Au lendemain des récentes frappes israéliennes sur Damas et des actions de déstabilisation à Sweida, l'ancien chef des services d'espionnage britanniques, Sir John Sawers, a dressé un bilan qui donne à réfléchir : "Ce qu'Israël recherche, je pense, c'est une Syrie fragmentée, faible et divisée. C'est un mauvais calcul... Je ne pense pas que les actions israéliennes aient été d'une grande utilité. Ses propos, transmis à CNN, ont percé le brouillard de la guerre et mis en lumière un dangereux pari régional.
M. Sawers a raison. L'idée que les tensions internes de la Syrie - en particulier celles qui impliquent diverses sectes et factions tribales - sont marginales ou maîtrisables est un leurre. L'éclatement de la Syrie serait bien plus catastrophique que la désintégration de la Yougoslavie. Mais la solution réside certainement dans le fait que les acteurs régionaux et internationaux doivent promouvoir et favoriser l'unité et la cohésion nationales, et non bombarder ou attaquer le gouvernement nouvellement formé qui tente de contenir la situation.
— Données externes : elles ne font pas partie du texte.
//! Classifier assembly: a frozen pretrained feature extractor followed by a
//! trainable dense softmax layer.

use std::fmt;

use burn::{
    config::Config,
    module::Module,
    nn::{Linear, LinearConfig},
    tensor::{activation::softmax, backend::Backend, Tensor},
};
use serde::{Deserialize, Serialize};

use crate::extractor::{ExtractorKind, FeatureExtractor, FeatureExtractorConfig};

/// Configuration needed to rebuild a classifier before loading its weights
#[derive(Config, Debug)]
pub struct ClassifierConfig {
    /// Number of output classes
    pub num_classes: usize,

    /// Feature extractor settings
    pub extractor: FeatureExtractorConfig,

    /// Square input edge length in pixels
    #[config(default = "224")]
    pub image_size: usize,
}

impl ClassifierConfig {
    /// Randomly initialized classifier, used as the target when loading records
    pub fn init<B: Backend>(&self, device: &B::Device) -> Classifier<B> {
        Classifier {
            extractor: self.extractor.init(device),
            head: LinearConfig::new(self.extractor.feature_dim(), self.num_classes).init(device),
        }
    }

    /// Stacks a pretrained extractor, frozen, under a fresh dense head
    pub fn assemble<B: Backend>(
        &self,
        extractor: FeatureExtractor<B>,
        device: &B::Device,
    ) -> Classifier<B> {
        let head = LinearConfig::new(extractor.feature_dim(), self.num_classes).init(device);
        Classifier {
            extractor: extractor.no_grad(),
            head,
        }
    }
}

/// Image classifier producing class probabilities
#[derive(Module, Debug)]
pub struct Classifier<B: Backend> {
    pub extractor: FeatureExtractor<B>,
    pub head: Linear<B>,
}

impl<B: Backend> Classifier<B> {
    /// Pooled extractor features [batch_size, feature_dim]
    pub fn features(&self, images: Tensor<B, 4>) -> Tensor<B, 2> {
        self.extractor.forward(images)
    }

    /// Unnormalized class scores [batch_size, num_classes]
    pub fn logits(&self, images: Tensor<B, 4>) -> Tensor<B, 2> {
        self.head.forward(self.features(images))
    }

    /// Class probabilities [batch_size, num_classes], each row summing to 1
    pub fn forward(&self, images: Tensor<B, 4>) -> Tensor<B, 2> {
        softmax(self.logits(images), 1)
    }

    pub fn num_classes(&self) -> usize {
        let [_, d_output] = self.head.weight.val().dims();
        d_output
    }

    pub fn feature_dim(&self) -> usize {
        self.extractor.feature_dim()
    }

    pub fn summary(&self) -> ModelSummary {
        let frozen_params = self.extractor.num_params();
        let trainable_params = self.head.num_params();
        ModelSummary {
            extractor: ExtractorKind::MobileNetV2.to_string(),
            feature_dim: self.feature_dim(),
            num_classes: self.num_classes(),
            total_params: frozen_params + trainable_params,
            trainable_params,
            frozen_params,
        }
    }
}

/// Layer overview with parameter counts
#[derive(Debug, Clone, PartialEq, Eq, Serialize, Deserialize)]
pub struct ModelSummary {
    pub extractor: String,
    pub feature_dim: usize,
    pub num_classes: usize,
    pub total_params: usize,
    pub trainable_params: usize,
    pub frozen_params: usize,
}

impl fmt::Display for ModelSummary {
    fn fmt(&self, f: &mut fmt::Formatter<'_>) -> fmt::Result {
        writeln!(f, "{:<24} {:<18} {:>12}", "Layer", "Output Shape", "Param #")?;
        writeln!(f, "{}", "=".repeat(56))?;
        writeln!(
            f,
            "{:<24} {:<18} {:>12}",
            format!("{} (frozen)", self.extractor),
            format!("(None, {})", self.feature_dim),
            self.frozen_params
        )?;
        writeln!(
            f,
            "{:<24} {:<18} {:>12}",
            "dense (softmax)",
            format!("(None, {})", self.num_classes),
            self.trainable_params
        )?;
        writeln!(f, "{}", "=".repeat(56))?;
        writeln!(f, "Total params: {}", self.total_params)?;
        writeln!(f, "Trainable params: {}", self.trainable_params)?;
        write!(f, "Non-trainable params: {}", self.frozen_params)
    }
}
La Syrie n'est pas seulement un pays, c'est une clé de voûte géopolitique. Son effondrement ferait trembler le Liban, l'Irak, la Jordanie et même le Golfe. La région ne peut pas se permettre un autre État en faillite, surtout s'il est limitrophe d'Israël, de la Turquie et de l'Irak.
C'est précisément la raison pour laquelle les acteurs modérés et raisonnables de la région - menés par l'Arabie saoudite - sont intervenus rapidement et de manière décisive. L'appel téléphonique du prince héritier Mohammed bin Salman au président syrien Ahmad Al-Sharaa était plus qu'un geste diplomatique, c'était un signal d'alignement stratégique. Riyad a suivi en envoyant une délégation d'hommes d'affaires saoudiens de haut rang à Damas, soulignant son engagement en faveur de la reconstruction de la Syrie et de sa réintégration dans le giron arabe. Les mesures prises par l'Arabie saoudite s'inscrivent dans sa longue tradition de soutien au gouvernement en place, quelle que soit sa direction religieuse, qu'il soit sunnite en Syrie, maronite au Liban ou même chiite en Iran lorsqu'Israël a violé illégalement sa souveraineté territoriale.
La Turquie et les États-Unis ont également agi rapidement - et à juste titre - pour soutenir le nouveau gouvernement syrien, reconnaissant que la stabilité à Damas est une condition préalable à la paix régionale. Washington, en particulier, a joué un rôle clé dans l'instauration d'un cessez-le-feu entre les milices et les factions tribales à Sweida, contribuant à contenir ce qui aurait pu dégénérer en une véritable guerre civile.
Le meilleur antidote aux provocations déstabilisatrices d'Israël n'est pas la riposte, mais la poursuite des réformes. Les nouveaux dirigeants syriens l'ont bien compris. Depuis son entrée en fonction en décembre, le président Al-Sharaa a pris toutes les bonnes mesures : il a dissous les factions extrémistes, lancé une conférence de dialogue national et entamé des réformes constitutionnelles. Mais personne n'a dit que la reconstruction d'un pays après 50 ans de dictature brutale serait facile.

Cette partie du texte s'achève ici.